▶ BRIEF: Print every line of the records below exactly as it reads.

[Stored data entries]
//! Transient props: decorations that blink in and out on a fixed cycle.
//!
//! All groups share one period and phase. A group is hidden during the first
//! second of every period and visible for the rest of it, fading out as the
//! period runs on. While visible its props occupy space in the collider
//! registry, so they block the player just like walls do.

use anyhow::ensure;
use cgmath::{Matrix4, Vector3};

use crate::{
    collision::{Aabb, ColliderId, ColliderRegistry, PROP_ID_BASE},
    context::Context,
    data_structures::layout::{GRID_COLUMNS, GRID_ROWS},
    pipelines::material::Material,
    render::{Mesh, Renderer},
};

/// Ids reserved for each group, starting at `PROP_ID_BASE`.
pub const GROUP_ID_SPAN: ColliderId = 100;

const PROP_RADIUS: f32 = 0.4;
const PROP_HEIGHT: f32 = 1.0;

/// Timing shared by every prop group.
#[derive(Clone, Copy, Debug, PartialEq)]
pub struct PropSchedule {
    period: f32,
}

impl PropSchedule {
    pub fn new(period: f32) -> anyhow::Result<Self> {
        ensure!(
            period >= 1.0,
            "a prop period shorter than the hidden window never shows its props, got {}",
            period
        );
        Ok(Self { period })
    }

    fn phase(&self, t: f32) -> f32 {
        t.rem_euclid(self.period)
    }

    /// Hidden during the first second of each period.
    pub fn is_visible(&self, t: f32) -> bool {
        self.phase(t).floor() != 0.0
    }

    /// Fades linearly from 1 at the start of a period toward 0 at its end.
    pub fn opacity(&self, t: f32) -> f32 {
        1.0 - self.phase(t) / self.period
    }
}

/// A named set of grid cells holding one prop each.
#[derive(Clone, Copy, Debug, PartialEq, Eq)]
pub struct PropGroup {
    pub name: &'static str,
    pub cells: &'static [(u32, u32)],
}

pub static PROP_GROUPS: &[PropGroup] = &[
    PropGroup {
        name: "lanterns",
        cells: &[(2, 0), (11, 0), (20, 0)],
    },
    PropGroup {
        name: "orbs",
        cells: &[(3, 5), (10, 4), (16, 5), (21, 4)],
    },
];

#[derive(Clone, Debug)]
struct Prop {
    id: ColliderId,
    aabb: Aabb,
    transform: Matrix4<f32>,
}

#[derive(Clone, Debug)]
struct ScheduledGroup {
    name: &'static str,
    props: Vec<Prop>,
}

/// Keeps the registry in step with prop visibility and draws the visible props.
#[derive(Clone, Debug)]
pub struct PropScheduler {
    schedule: PropSchedule,
    groups: Vec<ScheduledGroup>,
    visible: Option<bool>,
}

impl PropScheduler {
    /// Lays out `groups` on the grid. Group `g` owns the ids
    /// `PROP_ID_BASE + g * GROUP_ID_SPAN ..`.
    pub fn new(groups: &[PropGroup], ctx: &Context) -> anyhow::Result<Self> {
        let schedule = PropSchedule::new(ctx.prop_period)?;
        let s = ctx.scale_factor;
        let mut scheduled = Vec::with_capacity(groups.len());
        for (g, group) in groups.iter().enumerate() {
            ensure!(
                (group.cells.len() as ColliderId) < GROUP_ID_SPAN,
                "prop group '{}' has more props than its id range holds",
                group.name
            );
            let base = (g as ColliderId)
                .checked_mul(GROUP_ID_SPAN)
                .and_then(|offset| offset.checked_add(PROP_ID_BASE))
                .ok_or_else(|| anyhow::anyhow!("too many prop groups"))?;
            let mut props = Vec::with_capacity(group.cells.len());
            for (i, &(x, z)) in group.cells.iter().enumerate() {
                ensure!(
                    x < GRID_COLUMNS && z < GRID_ROWS,
                    "prop {} of group '{}' sits outside the grid at ({}, {})",
                    i,
                    group.name,
                    x,
                    z
                );
                let center = Vector3::new((x as f32 + 0.5) * s, PROP_HEIGHT, (z as f32 + 0.5) * s);
                props.push(Prop {
                    id: base + i as ColliderId,
                    aabb: Aabb::centered(
                        center,
                        Vector3::new(PROP_RADIUS, PROP_RADIUS, PROP_RADIUS),
                    )?,
                    transform: Matrix4::from_translation(center) * Matrix4::from_scale(PROP_RADIUS),
                });
            }
            scheduled.push(ScheduledGroup {
                name: group.name,
                props,
            });
        }
        Ok(Self {
            schedule,
            groups: scheduled,
            visible: None,
        })
    }

    /// Collider ids owned by the group at `group`, in cell order.
    pub fn collider_ids(&self, group: usize) -> Vec<ColliderId> {
        self.groups
            .get(group)
            .map(|g| g.props.iter().map(|prop| prop.id).collect())
            .unwrap_or_default()
    }

    /// Inserts or removes every prop collider for time `t`; returns the visibility.
    pub fn update(&mut self, t: f32, colliders: &mut ColliderRegistry) -> bool {
        let visible = self.schedule.is_visible(t);
        if self.visible == Some(visible) {
            return visible;
        }
        for group in &self.groups {
            log::debug!(
                "Props '{}' {} at t={:.2}",
                group.name,
                if visible { "appear" } else { "disappear" },
                t
            );
            for prop in &group.props {
                if visible {
                    colliders.insert(prop.id, prop.aabb);
                } else {
                    colliders.remove(prop.id);
                }
            }
        }
        self.visible = Some(visible);
        visible
    }

    /// Draws visible props faded to the current opacity.
    pub fn draw(&self, t: f32, material: &Material, renderer: &mut dyn Renderer) {
        if !self.schedule.is_visible(t) {
            return;
        }
        let faded = material.with_opacity(self.schedule.opacity(t));
        self.groups
            .iter()
            .flat_map(|group| group.props.iter())
            .for_each(|prop| renderer.draw_unit(Mesh::Sphere, &prop.transform, &faded));
    }
}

▶ ANSWER SECTION:
//! Transient props: decorations that blink in and out on a fixed cycle.
//!
//! All groups share one period and phase. A group is hidden during the first
//! second of every period and visible for the rest of it, fading out as the
//! period runs on. While visible its props occupy space in the collider
//! registry, so they block the player just like walls do.

use anyhow::ensure;
use cgmath::{Matrix4, Vector3};

use crate::{
    collision::{Aabb, ColliderId, ColliderRegistry, PROP_ID_BASE},
    context::Context,
    data_structures::layout::{GRID_COLUMNS, GRID_ROWS},
    pipelines::material::Material,
    render::{Mesh, Renderer},
};

/// Ids reserved for each group, starting at `PROP_ID_BASE`.
pub const GROUP_ID_SPAN: ColliderId = 100;

const PROP_RADIUS: f32 = 0.4;
const PROP_HEIGHT: f32 = 1.0;

/// Timing shared by every prop group.
#[derive(Clone, Copy, Debug, PartialEq)]
pub struct PropSchedule {
    period: f32,
}

impl PropSchedule {
    pub fn new(period: f32) -> anyhow::Result<Self> {
        ensure!(
            period >= 1.0,
            "a prop period shorter than the hidden window never shows its props, got {}",
            period
        );
        Ok(Self { period })
    }

    fn phase(&self, t: f32) -> f32 {
        t.rem_euclid(self.period)
    }

    /// Hidden during the first second of each period.
    pub fn is_visible(&self, t: f32) -> bool {
        self.phase(t).floor() != 0.0
    }

    /// Fades linearly from 1 at the start of a period toward 0 at its end.
    pub fn opacity(&self, t: f32) -> f32 {
        1.0 - self.phase(t) / self.period
    }
}

/// A named set of grid cells holding one prop each.
#[derive(Clone, Copy, Debug, PartialEq, Eq)]
pub struct PropGroup {
    pub name: &'static str,
    pub cells: &'static [(u32, u32)],
}

pub static PROP_GROUPS: &[PropGroup] = &[
    PropGroup {
        name: "lanterns",
        cells: &[(2, 0), (11, 0), (20, 0)],
    },
    PropGroup {
        name: "orbs",
        cells: &[(3, 5), (10, 4), (16, 5), (21, 4)],
    },
];

#[derive(Clone, Debug)]
struct Prop {
    id: ColliderId,
    aabb: Aabb,
    transform: Matrix4<f32>,
}

#[derive(Clone, Debug)]
struct ScheduledGroup {
    name: &'static str,
    props: Vec<Prop>,
}

/// Keeps the registry in step with prop visibility and draws the visible props.
#[derive(Clone, Debug)]
pub struct PropScheduler {
    schedule: PropSchedule,
    groups: Vec<ScheduledGroup>,
    visible: Option<bool>,
}

impl PropScheduler {
    /// Lays out `groups` on the grid. Group `g` owns the ids
    /// `PROP_ID_BASE + g * GROUP_ID_SPAN ..`.
    pub fn new(groups: &[PropGroup], ctx: &Context) -> anyhow::Result<Self> {
        let schedule = PropSchedule::new(ctx.prop_period)?;
        let s = ctx.scale_factor;
        let mut scheduled = Vec::with_capacity(groups.len());
        for (g, group) in groups.iter().enumerate() {
            ensure!(
                (group.cells.len() as ColliderId) < GROUP_ID_SPAN,
                "prop group '{}' has more props than its id range holds",
                group.name
            );
            let base = (g as ColliderId)
                .checked_mul(GROUP_ID_SPAN)
                .and_then(|offset| offset.checked_add(PROP_ID_BASE))
                .ok_or_else(|| anyhow::anyhow!("too many prop groups"))?;
            let mut props = Vec::with_capacity(group.cells.len());
            for (i, &(x, z)) in group.cells.iter().enumerate() {
                ensure!(
                    x < GRID_COLUMNS && z < GRID_ROWS,
                    "prop {} of group '{}' sits outside the grid at ({}, {})",
                    i,
                    group.name,
                    x,
                    z
                );
                let center = Vector3::new((x as f32 + 0.5) * s, PROP_HEIGHT, (z as f32 + 0.5) * s);
                props.push(Prop {
                    id: base + i as ColliderId,
                    aabb: Aabb::centered(
                        center,
                        Vector3::new(PROP_RADIUS, PROP_RADIUS, PROP_RADIUS),
                    )?,
                    transform: Matrix4::from_translation(center) * Matrix4::from_scale(PROP_RADIUS),
                });
            }
            scheduled.push(ScheduledGroup {
                name: group.name,
                props,
            });
        }
        Ok(Self {
            schedule,
            groups: scheduled,
            visible: None,
        })
    }

    /// Collider ids owned by the group at `group`, in cell order.
    pub fn collider_ids(&self, group: usize) -> Vec<ColliderId> {
        self.groups
            .get(group)
            .map(|g| g.props.iter().map(|prop| prop.id).collect())
            .unwrap_or_default()
    }

    /// Inserts or removes every prop collider for time `t`; returns the visibility.
    pub fn update(&mut self, t: f32, colliders: &mut ColliderRegistry) -> bool {
        let visible = self.schedule.is_visible(t);
        if self.visible == Some(visible) {
            return visible;
        }
        for group in &self.groups {
            log::debug!(
                "Props '{}' {} at t={:.2}",
                group.name,
                if visible { "appear" } else { "disappear" },
                t
            );
            for prop in &group.props {
                if visible {
                    colliders.insert(prop.id, prop.aabb);
                } else {
                    colliders.remove(prop.id);
                }
            }
        }
        self.visible = Some(visible);
        visible
    }

    /// Draws visible props faded to the current opacity.
    pub fn draw(&self, t: f32, material: &Material, renderer: &mut dyn Renderer) {
        if !self.schedule.is_visible(t) {
            return;
        }
        let faded = material.with_opacity(self.schedule.opacity(t));
        self.groups
            .iter()
            .flat_map(|group| group.props.iter())
            .for_each(|prop| renderer.draw_unit(Mesh::Sphere, &prop.transform, &faded));
    }
}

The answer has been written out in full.